▶ [TASK TO COMPLETE] Tally up the lines below that contain the word "every" and give the total alone.

▶ [Entries taken from a collection]

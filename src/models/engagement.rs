use chrono::{DateTime, Utc};
use serde::{Deserialize, Serialize};
use sqlx::FromRow;

use crate::analytics::ViewSession;

/// Longest duration a single log may record (24 hours)
pub const MAX_DURATION_SECONDS: i64 = 86_400;

/// A stored engagement log row.
///
/// `view_name` is filled in by queries that join the views table.
#[derive(Debug, Clone, PartialEq, Serialize, Deserialize, FromRow)]
pub struct EngagementLog {
    pub id: i64,
    pub user_id: i64,
    pub view_id: i64,
    pub view_name: Option<String>,
    pub duration_seconds: i64,
    pub viewed_at: i64,
    pub created_at: i64,
}

impl EngagementLog {
    /// Convert the row into the input shape of the analytics calculator.
    ///
    /// Rows whose view no longer resolves to a name are labelled by view id.
    pub fn to_session(&self) -> ViewSession {
        ViewSession {
            view_label: self
                .view_name
                .clone()
                .unwrap_or_else(|| format!("view:{}", self.view_id)),
            duration_seconds: u32::try_from(self.duration_seconds).unwrap_or_default(),
            viewed_at: DateTime::from_timestamp(self.viewed_at, 0).unwrap_or_default(),
        }
    }
}

/// A validated log ready to be inserted
#[derive(Debug, Clone, PartialEq, Eq)]
pub struct NewEngagementLog {
    pub user_id: i64,
    pub view_id: i64,
    pub duration_seconds: i64,
    pub viewed_at: i64,
    pub created_at: i64,
}

#[derive(Debug, Deserialize)]
pub struct CreateEngagementLogRequest {
    pub view_id: Option<i64>,
    pub duration_seconds: Option<i64>,
    /// RFC 3339 timestamp; defaults to the time the request is handled
    pub viewed_at: Option<DateTime<Utc>>,
}

impl CreateEngagementLogRequest {
    /// Check field presence and ranges, producing the row to insert.
    pub fn validate(self, user_id: i64, now: DateTime<Utc>) -> Result<NewEngagementLog, String> {
        let view_id = self
            .view_id
            .ok_or_else(|| "\"view_id\" is required".to_string())?;
        if view_id < 1 {
            return Err("\"view_id\" must be greater than or equal to 1".to_string());
        }

        let duration_seconds = self
            .duration_seconds
            .ok_or_else(|| "\"duration_seconds\" is required".to_string())?;
        if duration_seconds < 0 {
            return Err("\"duration_seconds\" must be greater than or equal to 0".to_string());
        }
        if duration_seconds > MAX_DURATION_SECONDS {
            return Err(format!(
                "\"duration_seconds\" must be less than or equal to {MAX_DURATION_SECONDS}"
            ));
        }

        Ok(NewEngagementLog {
            user_id,
            view_id,
            duration_seconds,
            viewed_at: self.viewed_at.unwrap_or(now).timestamp(),
            created_at: now.timestamp(),
        })
    }
}

/// Aggregate statistics over every log of a single user
#[derive(Debug, Clone, PartialEq, Serialize, Deserialize, FromRow)]
pub struct UserEngagementStats {
    pub total_sessions: i64,
    pub total_duration: i64,
    pub avg_duration: f64,
    pub unique_views: i64,
    pub last_activity: Option<i64>,
}

/// Per-view statistics across all users
#[derive(Debug, Clone, PartialEq, Serialize, Deserialize, FromRow)]
pub struct ViewEngagementStats {
    pub view_name: String,
    pub total_views: i64,
    pub avg_duration: f64,
}

#[cfg(test)]
mod tests {
    use super::*;
    use chrono::TimeZone;

    fn now() -> DateTime<Utc> {
        Utc.with_ymd_and_hms(2024, 1, 15, 12, 0, 0).unwrap()
    }

    fn request(view_id: Option<i64>, duration: Option<i64>) -> CreateEngagementLogRequest {
        CreateEngagementLogRequest {
            view_id,
            duration_seconds: duration,
            viewed_at: None,
        }
    }

    #[test]
    fn test_validate_defaults_viewed_at_to_now() {
        let log = request(Some(3), Some(300)).validate(123, now()).unwrap();

        assert_eq!(log.user_id, 123);
        assert_eq!(log.view_id, 3);
        assert_eq!(log.duration_seconds, 300);
        assert_eq!(log.viewed_at, now().timestamp());
        assert_eq!(log.created_at, now().timestamp());
    }

    #[test]
    fn test_validate_keeps_explicit_viewed_at() {
        let viewed_at = Utc.with_ymd_and_hms(2024, 1, 10, 8, 30, 0).unwrap();
        let req = CreateEngagementLogRequest {
            viewed_at: Some(viewed_at),
            ..request(Some(1), Some(0))
        };

        let log = req.validate(1, now()).unwrap();
        assert_eq!(log.viewed_at, viewed_at.timestamp());
        assert_eq!(log.created_at, now().timestamp());
    }

    #[test]
    fn test_validate_rejects_missing_fields() {
        let err = request(None, Some(10)).validate(1, now()).unwrap_err();
        assert!(err.contains("view_id"));

        let err = request(Some(1), None).validate(1, now()).unwrap_err();
        assert!(err.contains("duration_seconds"));
    }

    #[test]
    fn test_validate_rejects_out_of_range_values() {
        assert!(request(Some(0), Some(10)).validate(1, now()).is_err());
        assert!(request(Some(1), Some(-1)).validate(1, now()).is_err());
        assert!(request(Some(1), Some(100_000)).validate(1, now()).is_err());
        assert!(request(Some(1), Some(MAX_DURATION_SECONDS))
            .validate(1, now())
            .is_ok());
    }

    #[test]
    fn test_to_session_falls_back_to_view_id_label() {
        let log = EngagementLog {
            id: 1,
            user_id: 1,
            view_id: 7,
            view_name: None,
            duration_seconds: 42,
            viewed_at: now().timestamp(),
            created_at: now().timestamp(),
        };

        let session = log.to_session();
        assert_eq!(session.view_label, "view:7");
        assert_eq!(session.duration_seconds, 42);
        assert_eq!(session.viewed_at, now());
    }
}
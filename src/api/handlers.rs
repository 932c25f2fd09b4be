use axum::{
    extract::{rejection::JsonRejection, Path, Query, State},
    http::{StatusCode, Uri},
    Json,
};
use serde::{Deserialize, Serialize};
use serde_json::{json, Value};
use std::sync::Arc;

use super::error::{ApiError, ApiResult};
use crate::analytics::Clock;
use crate::auth::{parse_user_id, UserId};
use crate::config::AnalyticsConfig;
use crate::models::{
    CreateEngagementLogRequest, CreateViewRequest, EngagementLog, UserEngagementStats, View,
    ViewEngagementStats,
};
use crate::storage::{Storage, StorageError};

const DEFAULT_PAGE_LIMIT: i64 = 100;
const MAX_PAGE_LIMIT: i64 = 1000;

pub struct AppState {
    pub storage: Arc<dyn Storage>,
    pub clock: Arc<dyn Clock>,
    pub analytics: AnalyticsConfig,
}

/// Envelope wrapped around every successful response
#[derive(Debug, Serialize)]
pub struct ApiResponse<T> {
    pub success: bool,
    pub message: String,
    pub data: T,
    #[serde(skip_serializing_if = "Option::is_none")]
    pub pagination: Option<Pagination>,
}

impl<T> ApiResponse<T> {
    pub fn new(message: impl Into<String>, data: T) -> Self {
        Self {
            success: true,
            message: message.into(),
            data,
            pagination: None,
        }
    }

    fn with_pagination(mut self, pagination: Pagination) -> Self {
        self.pagination = Some(pagination);
        self
    }
}

#[derive(Debug, Clone, Copy, Serialize)]
pub struct Pagination {
    pub limit: i64,
    pub offset: i64,
    pub count: usize,
}

/// Raw pagination parameters, validated by [`ListQuery::page`]
#[derive(Debug, Deserialize)]
pub struct ListQuery {
    pub limit: Option<String>,
    pub offset: Option<String>,
}

impl ListQuery {
    fn page(&self) -> ApiResult<(i64, i64)> {
        let limit = match self.limit.as_deref() {
            None => DEFAULT_PAGE_LIMIT,
            Some(raw) => match raw.trim().parse::<i64>() {
                Ok(limit) if (1..=MAX_PAGE_LIMIT).contains(&limit) => limit,
                _ => {
                    return Err(ApiError::Validation(format!(
                        "\"limit\" must be an integer between 1 and {MAX_PAGE_LIMIT}"
                    )))
                }
            },
        };

        let offset = match self.offset.as_deref() {
            None => 0,
            Some(raw) => match raw.trim().parse::<i64>() {
                Ok(offset) if offset >= 0 => offset,
                _ => {
                    return Err(ApiError::Validation(
                        "\"offset\" must be a non-negative integer".to_string(),
                    ))
                }
            },
        };

        Ok((limit, offset))
    }
}

/// Service description at the root path
pub async fn service_info() -> Json<Value> {
    Json(json!({
        "success": true,
        "message": "Engagement Service API",
        "version": env!("CARGO_PKG_VERSION"),
        "endpoints": {
            "engagement_logs": "/api/engagement-logs",
            "health": "/api/engagement-logs/health",
        },
    }))
}

/// Health check endpoint
pub async fn health_check(State(state): State<Arc<AppState>>) -> Json<Value> {
    Json(json!({
        "success": true,
        "message": "Engagement Log Service is healthy",
        "timestamp": state.clock.now().to_rfc3339(),
        "service": "engagement-logs",
    }))
}

pub async fn not_found(uri: Uri) -> ApiError {
    ApiError::NotFound(uri.path().to_string())
}

/// Record a new engagement log for the calling user
pub async fn create_log(
    State(state): State<Arc<AppState>>,
    UserId(user_id): UserId,
    payload: Result<Json<CreateEngagementLogRequest>, JsonRejection>,
) -> ApiResult<(StatusCode, Json<ApiResponse<EngagementLog>>)> {
    let Json(payload) = payload?;
    let new_log = payload
        .validate(user_id, state.clock.now())
        .map_err(ApiError::Validation)?;

    let log = state.storage.create_log(&new_log).await?;
    tracing::info!(
        user_id,
        view_id = log.view_id,
        duration_seconds = log.duration_seconds,
        "engagement log created"
    );

    Ok((
        StatusCode::CREATED,
        Json(ApiResponse::new("Engagement log created successfully", log)),
    ))
}

/// List every engagement log
pub async fn list_logs(
    State(state): State<Arc<AppState>>,
    Query(query): Query<ListQuery>,
) -> ApiResult<Json<ApiResponse<Vec<EngagementLog>>>> {
    let (limit, offset) = query.page()?;
    let logs = state.storage.list_all(limit, offset).await?;
    let count = logs.len();

    Ok(Json(
        ApiResponse::new(format!("Retrieved {count} engagement logs"), logs).with_pagination(
            Pagination {
                limit,
                offset,
                count,
            },
        ),
    ))
}

/// List one user's engagement logs
pub async fn list_user_logs(
    State(state): State<Arc<AppState>>,
    Path(user_id): Path<String>,
    Query(query): Query<ListQuery>,
) -> ApiResult<Json<ApiResponse<Vec<EngagementLog>>>> {
    let user_id = parse_user_id(&user_id)?;
    let (limit, offset) = query.page()?;
    let logs = state.storage.list_by_user(user_id, limit, offset).await?;
    let count = logs.len();

    Ok(Json(
        ApiResponse::new(
            format!("Retrieved {count} engagement logs for user {user_id}"),
            logs,
        )
        .with_pagination(Pagination {
            limit,
            offset,
            count,
        }),
    ))
}

pub async fn get_user_stats(
    State(state): State<Arc<AppState>>,
    Path(user_id): Path<String>,
) -> ApiResult<Json<ApiResponse<UserEngagementStats>>> {
    let user_id = parse_user_id(&user_id)?;
    let stats = state.storage.user_stats(user_id).await?;

    Ok(Json(ApiResponse::new(
        format!("Retrieved engagement stats for user {user_id}"),
        stats,
    )))
}

pub async fn get_view_stats(
    State(state): State<Arc<AppState>>,
) -> ApiResult<Json<ApiResponse<Vec<ViewEngagementStats>>>> {
    let stats = state.storage.view_stats().await?;

    Ok(Json(ApiResponse::new(
        "Retrieved view engagement statistics",
        stats,
    )))
}

pub async fn list_views(
    State(state): State<Arc<AppState>>,
) -> ApiResult<Json<ApiResponse<Vec<View>>>> {
    let views = state.storage.list_views().await?;
    Ok(Json(ApiResponse::new("Retrieved available views", views)))
}

/// Register a new view name
pub async fn create_view(
    State(state): State<Arc<AppState>>,
    payload: Result<Json<CreateViewRequest>, JsonRejection>,
) -> ApiResult<(StatusCode, Json<ApiResponse<View>>)> {
    let Json(payload) = payload?;

    let view_name = payload
        .view_name
        .as_deref()
        .map(str::trim)
        .filter(|name| !name.is_empty())
        .ok_or_else(|| {
            ApiError::Validation("View name is required and must be a non-empty string".to_string())
        })?;

    let view = match state.storage.create_view(view_name).await {
        Ok(view) => view,
        Err(StorageError::Conflict) => return Err(ApiError::ViewExists(view_name.to_string())),
        Err(e) => return Err(e.into()),
    };
    tracing::info!(view_id = view.id, view_name = %view.view_name, "view created");

    Ok((
        StatusCode::CREATED,
        Json(ApiResponse::new(
            format!("View \"{}\" created successfully", view.view_name),
            view,
        )),
    ))
}

pub async fn check_view_exists(
    State(state): State<Arc<AppState>>,
    Path(view_name): Path<String>,
) -> ApiResult<Json<ApiResponse<Value>>> {
    let exists = state.storage.view_exists(&view_name).await?;
    let message = format!(
        "View \"{view_name}\" {}",
        if exists { "exists" } else { "does not exist" }
    );

    Ok(Json(ApiResponse::new(
        message,
        json!({ "exists": exists, "view_name": view_name }),
    )))
}
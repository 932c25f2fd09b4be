use axum::{
    extract::rejection::JsonRejection,
    http::StatusCode,
    response::{IntoResponse, Response},
    Json,
};
use serde_json::json;

use crate::storage::StorageError;

#[derive(Debug, thiserror::Error)]
pub enum ApiError {
    #[error("User ID is required in headers")]
    MissingUserId,

    #[error("Invalid User ID format")]
    InvalidUserId,

    #[error("Validation error: {0}")]
    Validation(String),

    #[error("View {0} does not exist")]
    UnknownView(i64),

    #[error("View \"{0}\" already exists")]
    ViewExists(String),

    #[error("Request body is too large")]
    PayloadTooLarge,

    #[error("Route {0} not found")]
    NotFound(String),

    #[error(transparent)]
    Internal(#[from] anyhow::Error),
}

impl ApiError {
    pub fn status(&self) -> StatusCode {
        match self {
            ApiError::MissingUserId => StatusCode::UNAUTHORIZED,
            ApiError::InvalidUserId | ApiError::Validation(_) | ApiError::UnknownView(_) => {
                StatusCode::BAD_REQUEST
            }
            ApiError::ViewExists(_) => StatusCode::CONFLICT,
            ApiError::PayloadTooLarge => StatusCode::PAYLOAD_TOO_LARGE,
            ApiError::NotFound(_) => StatusCode::NOT_FOUND,
            ApiError::Internal(_) => StatusCode::INTERNAL_SERVER_ERROR,
        }
    }

    /// Machine-readable error code returned to clients
    pub fn code(&self) -> &'static str {
        match self {
            ApiError::MissingUserId => "MISSING_USER_ID",
            ApiError::InvalidUserId => "INVALID_USER_ID",
            ApiError::Validation(_) => "VALIDATION_ERROR",
            ApiError::UnknownView(_) => "UNKNOWN_VIEW",
            ApiError::ViewExists(_) => "VIEW_EXISTS",
            ApiError::PayloadTooLarge => "PAYLOAD_TOO_LARGE",
            ApiError::NotFound(_) => "NOT_FOUND",
            ApiError::Internal(_) => "INTERNAL_ERROR",
        }
    }
}

impl IntoResponse for ApiError {
    fn into_response(self) -> Response {
        let status = self.status();
        let message = match &self {
            ApiError::Internal(err) => {
                tracing::error!("Internal error: {:?}", err);
                "Internal Server Error".to_string()
            }
            other => other.to_string(),
        };

        let body = Json(json!({
            "success": false,
            "message": message,
            "error": self.code(),
        }));

        (status, body).into_response()
    }
}

impl From<StorageError> for ApiError {
    fn from(err: StorageError) -> Self {
        match err {
            StorageError::UnknownView(id) => ApiError::UnknownView(id),
            StorageError::Other(e) => ApiError::Internal(e),
            other @ StorageError::Conflict => ApiError::Internal(anyhow::Error::new(other)),
        }
    }
}

impl From<JsonRejection> for ApiError {
    fn from(rejection: JsonRejection) -> Self {
        if rejection.status() == StatusCode::PAYLOAD_TOO_LARGE {
            ApiError::PayloadTooLarge
        } else {
            ApiError::Validation(rejection.body_text())
        }
    }
}

pub type ApiResult<T> = std::result::Result<T, ApiError>;
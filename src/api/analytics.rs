//! Analytics API handlers

use axum::{
    extract::{Path, Query, State},
    Json,
};
use serde::Deserialize;
use std::sync::Arc;

use super::error::{ApiError, ApiResult};
use super::handlers::{ApiResponse, AppState};
use crate::analytics::{compute_analytics, AnalyticsResult};
use crate::auth::parse_user_id;

#[derive(Debug, Deserialize)]
pub struct AnalyticsQueryParams {
    /// Lookback window in days
    pub days: Option<String>,
}

impl AnalyticsQueryParams {
    fn days(&self, default_days: u32, max_days: u32) -> ApiResult<u32> {
        let Some(raw) = self.days.as_deref() else {
            return Ok(default_days);
        };

        match raw.trim().parse::<u32>() {
            Ok(days) if (1..=max_days).contains(&days) => Ok(days),
            _ => Err(ApiError::Validation(format!(
                "\"days\" must be an integer between 1 and {max_days}"
            ))),
        }
    }
}

/// Engagement analytics for one user over a trailing window
pub async fn get_user_analytics(
    State(state): State<Arc<AppState>>,
    Path(user_id): Path<String>,
    Query(params): Query<AnalyticsQueryParams>,
) -> ApiResult<Json<ApiResponse<AnalyticsResult>>> {
    let user_id = parse_user_id(&user_id)?;
    let days = params.days(state.analytics.default_days, state.analytics.max_days)?;

    let sessions: Vec<_> = state
        .storage
        .list_by_user(user_id, state.analytics.fetch_limit, 0)
        .await?
        .iter()
        .map(|log| log.to_session())
        .collect();

    let result = compute_analytics(&sessions, days, state.clock.now());
    tracing::debug!(
        user_id,
        days,
        fetched = sessions.len(),
        total_sessions = result.total_sessions,
        "computed engagement analytics"
    );

    Ok(Json(ApiResponse::new(
        format!("Retrieved engagement analytics for user {user_id} (last {days} days)"),
        result,
    )))
}
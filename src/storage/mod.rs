pub mod postgres;
pub mod sqlite;
pub mod trait_def;

pub use postgres::PostgresStorage;
pub use sqlite::SqliteStorage;
pub use trait_def::{Storage, StorageError, StorageResult};

use crate::config::{DatabaseBackend, DatabaseConfig};
use std::sync::Arc;

/// Open the configured backend.
pub async fn connect(config: &DatabaseConfig) -> anyhow::Result<Arc<dyn Storage>> {
    let storage: Arc<dyn Storage> = match config.backend {
        DatabaseBackend::Sqlite => {
            tracing::info!("Using SQLite storage: {}", config.url);
            Arc::new(SqliteStorage::new(&config.url, config.max_connections).await?)
        }
        DatabaseBackend::Postgres => {
            tracing::info!("Using PostgreSQL storage");
            Arc::new(PostgresStorage::new(&config.url, config.max_connections).await?)
        }
    };
    Ok(storage)
}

▶ [TASK OUTPUT] 3